She killed her own show and took mike's show with her; BITCH!

Wait what? You got a link to an article about Lisa Foiles?

I noticed she didn't update the past 2 weeks but figured she might just be taking a break like Alison did from EC.

Nice conversation, although I think the title should be changed to: "Random Shit-Oh and DRM, Piracy and a mention of PC Gaming".

My perspective on PC gaming:

There are many advantages of PC gaming:

-Customization of your game experience. Not only in terms of parts for your PC, but also software as well as various gamepads, flight sticks, etc., which are popular and supported in terms of games. This allows for more genre types due to various input devices, from great RTS' to flight games.

-Better graphics and generally better experience on the technical side of things.

-Better gameplay experience with a mouse and keyboard usually.


-Better deals (looking at you steam).

-More variety of games. We can argue to the moon and back about this, but I would be right in the end. On the PC, not only do we get dumb action games, but also smarter, slower games like Arma 2 or Stalker, Risen (360 version doesn't count because it's just BAD).

-Ability to play all games ever released (mostly). A far cry from the little backwards compatibility of consoles.

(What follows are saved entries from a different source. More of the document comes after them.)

//! Per-target transition stage
//!
//! Tracks every node a manager has mounted on its surface together with the
//! deadline of its running animation. A new render sends all visible layers
//! into their exit animation and mounts the replacement; exiting layers are
//! removed by [`TransitionStage::settle`] once their own deadline passes, so
//! a render that lands mid-transition never touches the wrong node.

use std::time::Instant;
use tracing::trace;

use super::StyleAnim;
use crate::screen::surface::{NodeContent, NodeId, RenderNode, RenderSurface};

#[derive(Debug, Clone, Copy, PartialEq, Eq)]
pub enum LayerState {
    Entering { until: Instant },
    Shown,
    Exiting { until: Instant },
}

#[derive(Debug, Clone)]
struct Layer {
    node: NodeId,
    base_style: String,
    state: LayerState,
}

#[derive(Debug, Default)]
pub struct TransitionStage {
    layers: Vec<Layer>,
}

impl TransitionStage {
    pub fn new() -> Self {
        Self::default()
    }

    /// Replace whatever is visible with `node` (or nothing).
    ///
    /// `anim` is the style captured when the render started; layers already
    /// exiting keep the deadline of the animation that sent them out.
    pub fn present(
        &mut self,
        surface: &mut dyn RenderSurface,
        node: Option<RenderNode>,
        anim: &StyleAnim,
        now: Instant,
    ) -> Option<NodeId> {
        self.settle(surface, now);

        let mut kept = Vec::with_capacity(self.layers.len() + 1);
        for mut layer in self.layers.drain(..) {
            if matches!(layer.state, LayerState::Exiting { .. }) {
                kept.push(layer);
                continue;
            }
            if anim.duration.is_zero() {
                surface.remove(layer.node);
                continue;
            }
            let until = anim.anim_out(surface, layer.node, &layer.base_style, now);
            layer.state = LayerState::Exiting { until };
            kept.push(layer);
        }
        self.layers = kept;

        let node = node?;
        let base_style = node.style.clone();
        let id = surface.mount(node);
        let until = anim.anim_in(surface, id, &base_style, now);
        let state = if anim.duration.is_zero() {
            LayerState::Shown
        } else {
            LayerState::Entering { until }
        };
        trace!(node = id.0, effect = anim.effect.as_str(), "Presented layer");
        self.layers.push(Layer {
            node: id,
            base_style,
            state,
        });
        Some(id)
    }

    /// Update the visible layer in place, no animation. Returns false when
    /// nothing is visible.
    pub fn update_current(&mut self, surface: &mut dyn RenderSurface, content: NodeContent) -> bool {
        match self.current() {
            Some(node) => {
                surface.update(node, content);
                true
            }
            None => false,
        }
    }

    /// Finish animations whose deadline has passed; returns removed node count
    pub fn settle(&mut self, surface: &mut dyn RenderSurface, now: Instant) -> usize {
        let mut removed = 0;
        self.layers.retain_mut(|layer| match layer.state {
            LayerState::Exiting { until } if until <= now => {
                surface.remove(layer.node);
                removed += 1;
                false
            }
            LayerState::Entering { until } if until <= now => {
                layer.state = LayerState::Shown;
                true
            }
            _ => true,
        });
        removed
    }

    /// Drop every layer immediately
    pub fn clear(&mut self, surface: &mut dyn RenderSurface) {
        for layer in self.layers.drain(..) {
            surface.remove(layer.node);
        }
    }

    /// Forget layers without touching a surface (the surface went away)
    pub fn forget(&mut self) {
        self.layers.clear();
    }

    /// The layer that is entering or shown
    pub fn current(&self) -> Option<NodeId> {
        self.layers
            .iter()
            .rev()
            .find(|l| !matches!(l.state, LayerState::Exiting { .. }))
            .map(|l| l.node)
    }

    #[cfg(test)]
    pub fn state_of(&self, node: NodeId) -> Option<LayerState> {
        self.layers.iter().find(|l| l.node == node).map(|l| l.state)
    }

    #[cfg(test)]
    pub fn exiting_count(&self) -> usize {
        self.layers
            .iter()
            .filter(|l| matches!(l.state, LayerState::Exiting { .. }))
            .count()
    }

    pub fn len(&self) -> usize {
        self.layers.len()
    }

    pub fn is_empty(&self) -> bool {
        self.layers.is_empty()
    }

    /// Earliest pending animation deadline
    pub fn next_deadline(&self) -> Option<Instant> {
        self.layers
            .iter()
            .filter_map(|l| match l.state {
                LayerState::Entering { until } | LayerState::Exiting { until } => Some(until),
                LayerState::Shown => None,
            })
            .min()
    }
}
//! Central error reporting
//!
//! Screen managers never propagate failures across manager boundaries. Anything
//! unexpected is handed to an [`ErrorReporter`] and execution continues.

use std::sync::{Arc, Mutex};
use tracing::error;

/// Sink for non-fatal errors (user-visible reporting lives behind this)
pub trait ErrorReporter: Send + Sync {
    fn report(&self, err: &anyhow::Error);
}

pub type SharedErrorReporter = Arc<dyn ErrorReporter>;

/// Default reporter: log and move on
#[derive(Debug, Default, Clone, Copy)]
pub struct LogErrorReporter;

impl ErrorReporter for LogErrorReporter {
    fn report(&self, err: &anyhow::Error) {
        error!(error = ?err, "Recovered from error");
    }
}

/// Keeps every reported error message; used by tests
#[derive(Debug, Default)]
pub struct CollectingErrorReporter {
    messages: Mutex<Vec<String>>,
}

impl CollectingErrorReporter {
    pub fn new() -> Self {
        Self::default()
    }

    pub fn messages(&self) -> Vec<String> {
        self.messages.lock().map(|m| m.clone()).unwrap_or_default()
    }
}

impl ErrorReporter for CollectingErrorReporter {
    fn report(&self, err: &anyhow::Error) {
        error!(error = ?err, "Recovered from error");
        if let Ok(mut messages) = self.messages.lock() {
            messages.push(format!("{err:#}"));
        }
    }
}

-Cheaper than console gaming in the long run. It can be more expensive or the same price, but that depends on how you like to game on PC. If you spend money on the latest hardware every year, then yes, it's going to be more expensive. If you wait for deals and get the most out of your hardware, it will be cheaper. Consoles have renting, but with PC gaming games are cheap and you get to own everything you pay for. If you want to rent, consoles are a better choice, but for the gaming enthusiast who likes to own all his games, PC is more preferrable.

-Best online support, better community (in terms of content and various forms of communication, not necessarilly in terms of maturity, although I would argue that PC gamers are generally more mature), better clan support, etc.

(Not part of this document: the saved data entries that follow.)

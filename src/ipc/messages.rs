//! Frames exchanged between bus peers

use serde::{Deserialize, Serialize};
use serde_json::Value;

#[derive(Serialize, Deserialize, Debug, Clone, PartialEq)]
pub enum BusFrame {
    /// Fire-and-forget message on a channel
    Data { channel: String, payload: Value },

    /// Query answered by the peer that registered a responder for `channel`
    Request {
        id: u64,
        channel: String,
        payload: Value,
    },

    /// Answer to the request with the same id
    Reply { id: u64, payload: Value },
}
//! Background layer: a solid color, an image or a looping video

use serde::{Deserialize, Serialize};
use std::sync::Arc;
use tracing::debug;

use super::base::{ManagerBase, RenderEnv};
use super::context::ScreenContext;
use super::surface::{NodeContent, RenderNode, RenderSurface};
use super::types::{ScreenId, ScreenMessage, ScreenMessageType};
use crate::constants::settings;
use crate::events::{EventHandler, EventScope};

#[derive(Debug, Clone, Copy, PartialEq, Eq, Serialize, Deserialize)]
#[serde(rename_all = "lowercase")]
pub enum BackgroundKind {
    Color,
    Image,
    Video,
}

impl BackgroundKind {
    pub fn parse(name: &str) -> Option<Self> {
        match name {
            "color" => Some(BackgroundKind::Color),
            "image" => Some(BackgroundKind::Image),
            "video" => Some(BackgroundKind::Video),
            _ => None,
        }
    }
}

/// `{ type, src }`
#[derive(Debug, Clone, PartialEq, Eq, Serialize, Deserialize)]
pub struct BackgroundSrc {
    #[serde(rename = "type")]
    pub kind: BackgroundKind,
    pub src: String,
}

impl BackgroundSrc {
    pub fn new(kind: BackgroundKind, src: impl Into<String>) -> Self {
        Self {
            kind,
            src: src.into(),
        }
    }
}

#[derive(Debug)]
pub struct ScreenBackgroundManager {
    base: ManagerBase,
    background_src: Option<BackgroundSrc>,
}

impl ScreenBackgroundManager {
    pub fn load(screen_id: ScreenId, ctx: ScreenContext) -> Self {
        let base = ManagerBase::new(screen_id, ctx, EventScope::Background);
        let background_src = base.load_entry(settings::BACKGROUND);
        Self {
            base,
            background_src,
        }
    }

    pub fn background_src(&self) -> Option<&BackgroundSrc> {
        self.background_src.as_ref()
    }

    pub fn events(&self) -> &Arc<EventHandler> {
        self.base.events()
    }

    /// What applying `src` should produce: selecting the current source
    /// again clears it.
    pub fn toggled(&self, src: Option<BackgroundSrc>) -> Option<BackgroundSrc> {
        match (&self.background_src, src) {
            (Some(current), Some(next)) if *current == next => None,
            (_, next) => next,
        }
    }

    pub fn set_background_src(&mut self, env: &RenderEnv, src: Option<BackgroundSrc>) {
        debug!(screen_id = self.base.screen_id, src = ?src.as_ref().map(|s| &s.src), "Set background");
        self.background_src = src;
        self.render(env);
        self.base
            .persist_entry(settings::BACKGROUND, self.background_src.as_ref());
        self.send_sync_screen();
        self.base.fire_update();
    }

    pub fn render(&mut self, env: &RenderEnv) {
        if !self.base.is_bound() {
            return;
        }
        let node = self.background_src.as_ref().map(|bg| match bg.kind {
            BackgroundKind::Color => RenderNode::new(
                NodeContent::Color(bg.src.clone()),
                format!("position:absolute;inset:0;background-color:{};", bg.src),
            ),
            BackgroundKind::Image => RenderNode::new(
                NodeContent::Image { src: bg.src.clone() },
                "position:absolute;inset:0;object-fit:cover;",
            ),
            BackgroundKind::Video => RenderNode::new(
                NodeContent::Video { src: bg.src.clone() },
                "position:absolute;inset:0;object-fit:cover;",
            ),
        });
        self.base.present(node, env);
    }

    pub fn to_sync_message(&self) -> ScreenMessage {
        ScreenMessage::new(
            self.base.screen_id,
            ScreenMessageType::Background,
            serde_json::to_value(&self.background_src).unwrap_or_default(),
        )
    }

    pub fn send_sync_screen(&self) {
        self.base.broadcast(&self.to_sync_message());
    }

    pub fn receive_sync_screen(&mut self, env: &RenderEnv, message: &ScreenMessage) {
        if let Some(src) = self.base.decode_data::<BackgroundSrc>(message) {
            self.set_background_src(env, src);
        }
    }

    pub fn bind_surface(&mut self, env: &RenderEnv, surface: Option<Box<dyn RenderSurface>>) {
        self.base.bind_surface(surface);
        self.render(env);
    }

    pub fn base(&self) -> &ManagerBase {
        &self.base
    }

    pub fn base_mut(&mut self) -> &mut ManagerBase {
        &mut self.base
    }
}

#[cfg(test)]
mod tests {
    use super::*;
    use crate::screen::test_support::{env, Fixture};
    use crate::screen::surface::RecordingSurface;
    use serde_json::json;

    #[test]
    fn test_reselecting_same_source_toggles_off() {
        let fixture = Fixture::new();
        let mut manager = ScreenBackgroundManager::load(0, fixture.ctx());
        let red = BackgroundSrc::new(BackgroundKind::Color, "red");

        assert_eq!(manager.toggled(Some(red.clone())), Some(red.clone()));
        manager.set_background_src(&env(), Some(red.clone()));
        assert_eq!(manager.toggled(Some(red)), None);
        let blue = BackgroundSrc::new(BackgroundKind::Color, "blue");
        assert_eq!(manager.toggled(Some(blue.clone())), Some(blue));
    }

    #[test]
    fn test_same_src_with_other_kind_replaces() {
        let fixture = Fixture::new();
        let mut manager = ScreenBackgroundManager::load(0, fixture.ctx());
        let image = BackgroundSrc::new(BackgroundKind::Image, "/media/intro.mp4");
        manager.set_background_src(&env(), Some(image));

        let video = BackgroundSrc::new(BackgroundKind::Video, "/media/intro.mp4");
        assert_eq!(manager.toggled(Some(video.clone())), Some(video));
    }

    #[test]
    fn test_set_renders_persists_and_broadcasts() {
        let fixture = Fixture::new();
        let surface = RecordingSurface::new("bg");
        let mut manager = ScreenBackgroundManager::load(1, fixture.ctx());
        manager.bind_surface(&env(), Some(Box::new(surface.clone())));

        let image = BackgroundSrc::new(BackgroundKind::Image, "/bg/sunrise.jpg");
        manager.set_background_src(&env(), Some(image.clone()));

        assert_eq!(surface.mount_count(), 1);
        assert_eq!(
            fixture.sync_messages(),
            vec![json!({"screenId": 1, "type": "background", "data": {"type": "image", "src": "/bg/sunrise.jpg"}})]
        );
        let reloaded = ScreenBackgroundManager::load(1, fixture.ctx());
        assert_eq!(reloaded.background_src(), Some(&image));
    }

    #[test]
    fn test_receive_rejects_malformed_payload() {
        let fixture = Fixture::new();
        let mut manager = ScreenBackgroundManager::load(0, fixture.ctx());
        let message = ScreenMessage::new(0, ScreenMessageType::Background, json!({"type": "hologram"}));

        manager.receive_sync_screen(&env(), &message);
        assert_eq!(manager.background_src(), None);
        assert_eq!(fixture.errors.messages().len(), 1);
    }
}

-Better for smaller developers.

-More money per game for developers.

-Insert other advantage here.


-Needs tinkering with and involvement. Generally you need to know a bit about computers, which I don't think PC devs handle right. What I would do is have a third party that promotes PC gaming by putting a disc/file in every physical/digital copy that covers all the steps of installing various hardware and what various hardware is. This means explaining what RAM is, what a CPU is, etc, the advantages of building your own rig, so that if one were to ever want to progress further into the more technical aspect of PC gaming and get the most out of it, they would have a great starting point. The PCGA should do this, but sadly, they're useless.

-Needs work on community aspect. Involving modders and having great online support is essential.

Market aspects:

PC games don't sell as well at launch. However, they sell better than consoles in the long run. This is just an aspect of the market. The only disadvantage is that it's not good for churning out sequel after sequel. A successful PC game (built with PC's in mind) will do better than 99% of console games because the demand is great for PC-focused games. So generally, if you make a great PC game, you can be sure that the market will usually respond well and your game will sell great and continue to sell great years after release, as the PC is mostly a very stable market with stable demand (mostly) for hardcore games, but PC users don't rush to buy on day 1, at least not the hardcore ones.

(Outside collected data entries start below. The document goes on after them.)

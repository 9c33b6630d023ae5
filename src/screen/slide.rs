//! Projected slide: a pre-rendered PDF page or an HTML/canvas slide

use serde::{Deserialize, Serialize};
use serde_json::Value;
use std::sync::Arc;
use tracing::debug;

use super::base::{ManagerBase, RenderEnv};
use super::context::ScreenContext;
use super::surface::{NodeContent, RenderNode, RenderSurface};
use super::types::{ScreenId, ScreenMessage, ScreenMessageType};
use crate::constants::settings;
use crate::events::{EventHandler, EventScope};
use crate::settings::SettingStore;

#[derive(Debug, Clone, Copy, Default, PartialEq, Eq, Serialize, Deserialize)]
pub struct SlideMetadata {
    pub width: u32,
    pub height: u32,
}

#[derive(Debug, Clone, PartialEq, Eq, Serialize, Deserialize)]
pub struct PdfImageData {
    pub src: String,
    #[serde(default)]
    pub width: u32,
    #[serde(default)]
    pub height: u32,
}

#[derive(Debug, Clone, PartialEq, Serialize, Deserialize)]
#[serde(rename_all = "camelCase")]
pub struct SlideItem {
    pub id: i64,
    #[serde(default)]
    pub metadata: SlideMetadata,
    #[serde(default, skip_serializing_if = "Option::is_none")]
    pub pdf_image_data: Option<PdfImageData>,
    #[serde(default)]
    pub canvas_items: Vec<Value>,
}

/// `{ slideFilePath, slideItemJson }`
#[derive(Debug, Clone, PartialEq, Serialize, Deserialize)]
#[serde(rename_all = "camelCase")]
pub struct SlideItemData {
    pub slide_file_path: String,
    pub slide_item_json: SlideItem,
}

/// Global layout toggle for PDF slides
pub fn is_pdf_full_width(store: &dyn SettingStore) -> bool {
    store.get_setting(settings::PDF_FULL_WIDTH).as_deref() == Some("true")
}

pub fn save_pdf_full_width(store: &dyn SettingStore, full_width: bool) {
    store.set_setting(
        settings::PDF_FULL_WIDTH,
        Some(if full_width { "true" } else { "false" }),
    );
}

/// `parent / content`, 1 when the content has no width
pub fn fit_scale(parent_width: u32, content_width: u32) -> f64 {
    if content_width == 0 {
        return 1.0;
    }
    f64::from(parent_width) / f64::from(content_width)
}

#[derive(Debug)]
pub struct ScreenSlideManager {
    base: ManagerBase,
    slide_item_data: Option<SlideItemData>,
}

impl ScreenSlideManager {
    pub fn load(screen_id: ScreenId, ctx: ScreenContext) -> Self {
        let base = ManagerBase::new(screen_id, ctx, EventScope::Slide);
        let slide_item_data = base.load_entry(settings::SLIDE);
        Self {
            base,
            slide_item_data,
        }
    }

    pub fn slide_item_data(&self) -> Option<&SlideItemData> {
        self.slide_item_data.as_ref()
    }

    pub fn events(&self) -> &Arc<EventHandler> {
        self.base.events()
    }

    pub fn set_slide_item_data(&mut self, env: &RenderEnv, data: Option<SlideItemData>) {
        debug!(
            screen_id = self.base.screen_id,
            slide = ?data.as_ref().map(|d| d.slide_item_json.id),
            "Set slide"
        );
        self.slide_item_data = data;
        self.render(env);
        self.base
            .persist_entry(settings::SLIDE, self.slide_item_data.as_ref());
        self.send_sync_screen();
        self.base.fire_update();
    }

    pub fn render(&mut self, env: &RenderEnv) {
        if !self.base.is_bound() {
            return;
        }
        let full_width = is_pdf_full_width(self.base.ctx.store.as_ref());
        let node = self
            .slide_item_data
            .as_ref()
            .map(|data| render_slide(&data.slide_item_json, env, full_width));
        self.base.present(node, env);
    }

    pub fn to_sync_message(&self) -> ScreenMessage {
        ScreenMessage::new(
            self.base.screen_id,
            ScreenMessageType::VaryAppDocument,
            serde_json::to_value(&self.slide_item_data).unwrap_or_default(),
        )
    }

    pub fn send_sync_screen(&self) {
        self.base.broadcast(&self.to_sync_message());
    }

    pub fn receive_sync_screen(&mut self, env: &RenderEnv, message: &ScreenMessage) {
        if let Some(data) = self.base.decode_data::<SlideItemData>(message) {
            self.set_slide_item_data(env, data);
        }
    }

    pub fn bind_surface(&mut self, env: &RenderEnv, surface: Option<Box<dyn RenderSurface>>) {
        self.base.bind_surface(surface);
        self.render(env);
    }

    pub fn base(&self) -> &ManagerBase {
        &self.base
    }

    pub fn base_mut(&mut self) -> &mut ManagerBase {
        &mut self.base
    }
}

fn render_slide(item: &SlideItem, env: &RenderEnv, full_width: bool) -> RenderNode {
    if let Some(pdf) = &item.pdf_image_data {
        let style = if full_width {
            "width:100%;height:auto;overflow-y:auto;"
        } else {
            "width:100%;height:100%;object-fit:contain;"
        };
        return RenderNode::new(NodeContent::Image { src: pdf.src.clone() }, style);
    }

    let scale = fit_scale(env.width, item.metadata.width);
    let body: String = item
        .canvas_items
        .iter()
        .map(|canvas_item| {
            let text = canvas_item
                .get("text")
                .and_then(Value::as_str)
                .unwrap_or_default();
            format!("<div class=\"canvas-item\">{text}</div>")
        })
        .collect();
    RenderNode::new(
        NodeContent::Html(format!("<div class=\"slide\" data-id=\"{}\">{body}</div>", item.id)),
        format!(
            "position:absolute;left:50%;top:50%;width:{}px;height:{}px;transform:translate(-50%,-50%) scale({scale:.4});",
            item.metadata.width, item.metadata.height
        ),
    )
}

#[cfg(test)]
mod tests {
    use super::*;
    use crate::screen::surface::RecordingSurface;
    use crate::screen::test_support::{env, slide_item, Fixture};
    use crate::settings::SettingStore;
    use serde_json::json;

    #[test]
    fn test_fit_scale() {
        assert_eq!(fit_scale(1920, 960), 2.0);
        assert_eq!(fit_scale(1920, 0), 1.0);
    }

    #[test]
    fn test_html_slide_is_scaled_to_parent() {
        let fixture = Fixture::new();
        let surface = RecordingSurface::new("slide");
        let mut manager = ScreenSlideManager::load(0, fixture.ctx());
        manager.bind_surface(&env(), Some(Box::new(surface.clone())));

        manager.set_slide_item_data(&env(), Some(slide_item(7, 960)));
        let (_, node) = surface.nodes().pop().unwrap();
        assert!(node.style.contains("scale(2.0000)"));
        assert!(matches!(node.content, NodeContent::Html(ref html) if html.contains("data-id=\"7\"")));
    }

    #[test]
    fn test_pdf_slide_uses_full_width_toggle() {
        let fixture = Fixture::new();
        save_pdf_full_width(fixture.store.as_ref(), true);
        let surface = RecordingSurface::new("slide");
        let mut manager = ScreenSlideManager::load(0, fixture.ctx());
        manager.bind_surface(&env(), Some(Box::new(surface.clone())));

        let mut data = slide_item(1, 800);
        data.slide_item_json.pdf_image_data = Some(PdfImageData {
            src: "file:///deck/page-1.png".to_string(),
            width: 800,
            height: 600,
        });
        manager.set_slide_item_data(&env(), Some(data));

        let (_, node) = surface.nodes().pop().unwrap();
        assert!(node.style.starts_with("width:100%;height:auto;"));
    }

    #[test]
    fn test_set_none_removes_screen_key() {
        let fixture = Fixture::new();
        let mut manager = ScreenSlideManager::load(3, fixture.ctx());
        manager.set_slide_item_data(&env(), Some(slide_item(1, 100)));
        manager.set_slide_item_data(&env(), None);

        let raw: serde_json::Map<String, Value> =
            serde_json::from_str(&fixture.store.get_setting(settings::SLIDE).unwrap()).unwrap();
        assert!(!raw.contains_key("3"));
        assert_eq!(
            fixture.sync_messages().last(),
            Some(&json!({"screenId": 3, "type": "vary-app-document", "data": null}))
        );
    }
}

Usually you'll sell around 2-3 million in the first month if you're Blizzard for instance, and sell 10+ million over 5-10 years.

Piracy shows interest for your product. The more successful the game the more piracy (Starcraft), so it usually isn't a problem. Piracy may also indicate issues with your game or its distribution (piracy of Valve games in Russia, for instance).

PC mainstream gaming isn't dying, it's just that the developers that now make multiplatform games are being replaced by smaller and independent developers who are slowly growing in size and so, PC has become the breeding ground for a whole new generation of developers (in comparison to the LAUGHABLE market for smaller developers on consoles) that will supply future multiplatform and big budget games. You may see Frictional Games as the next Resident Evil type developer, while CD Projekt RED and GSC (The Witcher and Stalker) are two examples of developers that have already become very recognizable names in the PC industry.

These are my thoughts and observations.

Extremely Boring, you really need to work on your flow. You sound like you're talking in different rooms with no organization

This was pretty interesting. Oddly enough, given how prone to giving criticism Yahtzee is, he seems really touchy when Mikey brings up anything that could be taken as a shot at him. Then again, he's said many times that he's a bit of a misanthrope.

Mikey and Yahtzee are both interesting commentators in their own right, but I'm not sure they mesh particularly well. I think part of the problem is that they disagreed on a lot of issues, but don't feel comfortable enough with each other to actually argue for fear of offending the other. Maybe you could try pairing Yahtzee up with James from Extracredits? I'd love to hear them talk in real time... Extra Consideration is good, but I always wish I could hear them go back and forth in real-time so things sound less diplomatic and we get to hear them go a bit more in-depth.

Like it. I'm getting into Podcasts a lot at the moment so this is pretty cool.

Also I did watch a good few episodes of Anthony saves the world but it's not for me. I think it might be my overly british sense of humour.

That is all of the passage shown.